───── Records for the exercise ─────
// Copyright 2025 the Understory Authors
// SPDX-License-Identifier: Apache-2.0 OR MIT

//! Regular lattice geometry: world coordinates to cells and back.

use crate::cell::{CellCoord, CellIter};
use crate::error::GridError;
use crate::types::{Aabb, Point, Scalar, le, lt};

/// A fixed-size axis-aligned lattice of `size[i]` cells per axis over a box.
///
/// Pure geometry: converts between world coordinates, integer cell
/// coordinates and flat row-major cell indices. It stores no elements.
#[derive(Copy, Clone, Debug, PartialEq)]
pub struct RegularGrid<T, const N: usize> {
    bbox: Aabb<T, N>,
    size: CellCoord<N>,
}

/// A 2D regular grid.
pub type RegularGrid2<T> = RegularGrid<T, 2>;

/// A 3D regular grid.
pub type RegularGrid3<T> = RegularGrid<T, 3>;

impl<T: Scalar, const N: usize> Default for RegularGrid<T, N> {
    fn default() -> Self {
        Self {
            bbox: Aabb::from_point(Point::zero()),
            size: [1; N],
        }
    }
}

impl<T: Scalar, const N: usize> RegularGrid<T, N> {
    /// Create a grid spanning `[min, max]` with `size[i]` cells on axis `i`.
    ///
    /// Axes with zero extent always get a single cell. `size[i] >= 1` and
    /// `min[i] <= max[i]` are preconditions, checked in debug builds; use
    /// [`RegularGrid::try_new`] to validate untrusted input.
    pub fn new(min: Point<T, N>, max: Point<T, N>, size: CellCoord<N>) -> Self {
        Self::from_box(Aabb::new(min, max), size)
    }

    /// Create a grid over `bbox` with `size[i]` cells on axis `i`.
    pub fn from_box(bbox: Aabb<T, N>, size: CellCoord<N>) -> Self {
        for axis in 0..N {
            debug_assert!(size[axis] > 0, "axis {axis} needs at least one cell");
            debug_assert!(
                le(bbox.min[axis], bbox.max[axis]),
                "axis {axis} has min greater than max"
            );
        }
        let mut grid = Self::default();
        grid.set(bbox, size);
        grid
    }

    /// Validating version of [`RegularGrid::new`].
    pub fn try_new(
        min: Point<T, N>,
        max: Point<T, N>,
        size: CellCoord<N>,
    ) -> Result<Self, GridError> {
        for axis in 0..N {
            if size[axis] == 0 {
                return Err(GridError::EmptyAxis { axis });
            }
            if !le(min[axis], max[axis]) {
                return Err(GridError::InvertedAxis { axis });
            }
        }
        Ok(Self::new(min, max, size))
    }

    /// Replace the geometry; used while an owning grid is still empty.
    pub(crate) fn set(&mut self, bbox: Aabb<T, N>, size: CellCoord<N>) {
        let mut size = size;
        for (axis, s) in size.iter_mut().enumerate() {
            if !lt(bbox.min[axis], bbox.max[axis]) {
                *s = 1;
            }
            *s = (*s).max(1);
        }
        self.bbox = bbox;
        self.size = size;
    }

    /// Minimum corner of the grid.
    pub fn min(&self) -> Point<T, N> {
        self.bbox.min
    }

    /// Maximum corner of the grid.
    pub fn max(&self) -> Point<T, N> {
        self.bbox.max
    }

    /// Bounding box of the grid.
    pub fn bounding_box(&self) -> Aabb<T, N> {
        self.bbox
    }

    /// Extent of the grid along axis `d`.
    pub fn length(&self, d: usize) -> T {
        self.bbox.max[d] - self.bbox.min[d]
    }

    /// Extents of the grid along every axis.
    pub fn lengths(&self) -> Point<T, N> {
        self.bbox.size()
    }

    /// Number of cells along axis `d`.
    pub fn cell_number(&self, d: usize) -> usize {
        self.size[d]
    }

    /// Number of cells along every axis.
    pub fn cell_numbers(&self) -> CellCoord<N> {
        self.size
    }

    /// Total number of cells.
    pub fn cell_count(&self) -> usize {
        self.size.iter().product()
    }

    /// Cell edge length along axis `d`.
    pub fn cell_length(&self, d: usize) -> T {
        self.length(d) / T::from_usize(self.size[d])
    }

    /// Cell edge lengths along every axis.
    pub fn cell_lengths(&self) -> Point<T, N> {
        let mut p = Point::zero();
        for d in 0..N {
            p[d] = self.cell_length(d);
        }
        p
    }

    /// Length of a cell diagonal.
    pub fn cell_diagonal(&self) -> T {
        self.cell_lengths().norm()
    }

    /// Cell coordinate along `axis` of the scalar `s`.
    ///
    /// Values below the grid clamp to the first cell, values above it (and
    /// exactly on its maximum) to the last. A value on an inner cell boundary
    /// belongs to the higher cell.
    pub fn cell_on_axis(&self, axis: usize, s: T) -> usize {
        let last = self.size[axis] - 1;
        let min = self.bbox.min[axis];
        if lt(s, min) {
            return 0;
        }
        if lt(self.bbox.max[axis], s) {
            return last;
        }
        let len = self.cell_length(axis);
        if !lt(T::ZERO, len) {
            return 0;
        }
        ((s - min) / len).to_cell().min(last)
    }

    /// Cell containing the point (clamped to the grid).
    pub fn cell(&self, p: &Point<T, N>) -> CellCoord<N> {
        core::array::from_fn(|d| self.cell_on_axis(d, p[d]))
    }

    /// Row-major flat index of a cell.
    ///
    /// Every coordinate must be smaller than the cell count of its axis.
    pub fn index_of_cell(&self, c: &CellCoord<N>) -> usize {
        let mut index = 0;
        for d in 0..N {
            debug_assert!(
                c[d] < self.size[d],
                "cell coordinate {} out of range on axis {d}",
                c[d]
            );
            index = index * self.size[d] + c[d];
        }
        index
    }

    /// Cell of a row-major flat index; inverse of [`RegularGrid::index_of_cell`].
    pub fn cell_of_index(&self, index: usize) -> CellCoord<N> {
        debug_assert!(index < self.cell_count(), "cell index {index} out of range");
        let mut c = [0; N];
        let mut rest = index;
        for d in (0..N).rev() {
            c[d] = rest % self.size[d];
            rest /= self.size[d];
        }
        c
    }

    /// Lower corner of a cell in world coordinates.
    pub fn cell_lower_corner(&self, c: &CellCoord<N>) -> Point<T, N> {
        let mut p = self.bbox.min;
        for d in 0..N {
            p[d] = p[d] + T::from_usize(c[d]) * self.cell_length(d);
        }
        p
    }

    /// World-space box of a cell.
    pub fn cell_box(&self, c: &CellCoord<N>) -> Aabb<T, N> {
        let min = self.cell_lower_corner(c);
        Aabb::new(min, min + self.cell_lengths())
    }

    /// Every cell of the grid, row-major.
    pub fn cells(&self) -> CellIter<N> {
        CellIter::new([0; N], self.size)
    }

    /// Every cell in `[first, last]` (both inclusive), row-major.
    pub fn cells_between(&self, first: &CellCoord<N>, last: &CellCoord<N>) -> CellIter<N> {
        CellIter::new(*first, last.map(|v| v + 1))
    }
}

/// Number of cells per axis suited to hold `n_elements` over a box with the
/// given edge `lengths`.
///
/// Aims at roughly one element per cell with cubic-ish cells. Axes shorter
/// than `1e-4` times the box diagonal are considered flat and get a single
/// cell; the others share the cells in proportion to their lengths. Every
/// axis gets at least one cell.
pub fn best_grid_size<T: Scalar, const N: usize>(
    lengths: &Point<T, N>,
    n_elements: usize,
) -> CellCoord<N> {
    let mut sizes = [1; N];
    if n_elements == 0 {
        return sizes;
    }

    let eps = lengths.norm() * T::from_f64(1e-4);
    let flat: [bool; N] = core::array::from_fn(|d| !lt(eps, lengths[d]));
    let live = flat.iter().filter(|f| !**f).count();
    if live == 0 {
        return sizes;
    }

    let n_cells = T::from_usize(n_elements);
    let exponent = T::ONE / T::from_usize(live);
    for d in 0..N {
        if flat[d] {
            continue;
        }
        let mut others = T::ONE;
        for j in 0..N {
            if j != d && !flat[j] {
                others = others * lengths[j];
            }
        }
        sizes[d] = (n_cells * lengths[d] / others).powf(exponent).to_cell().max(1);
    }
    sizes
}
─────
## What is needed:
If a line in the data above holds the word "impl", count it; give only the total.

## Exercise result:
2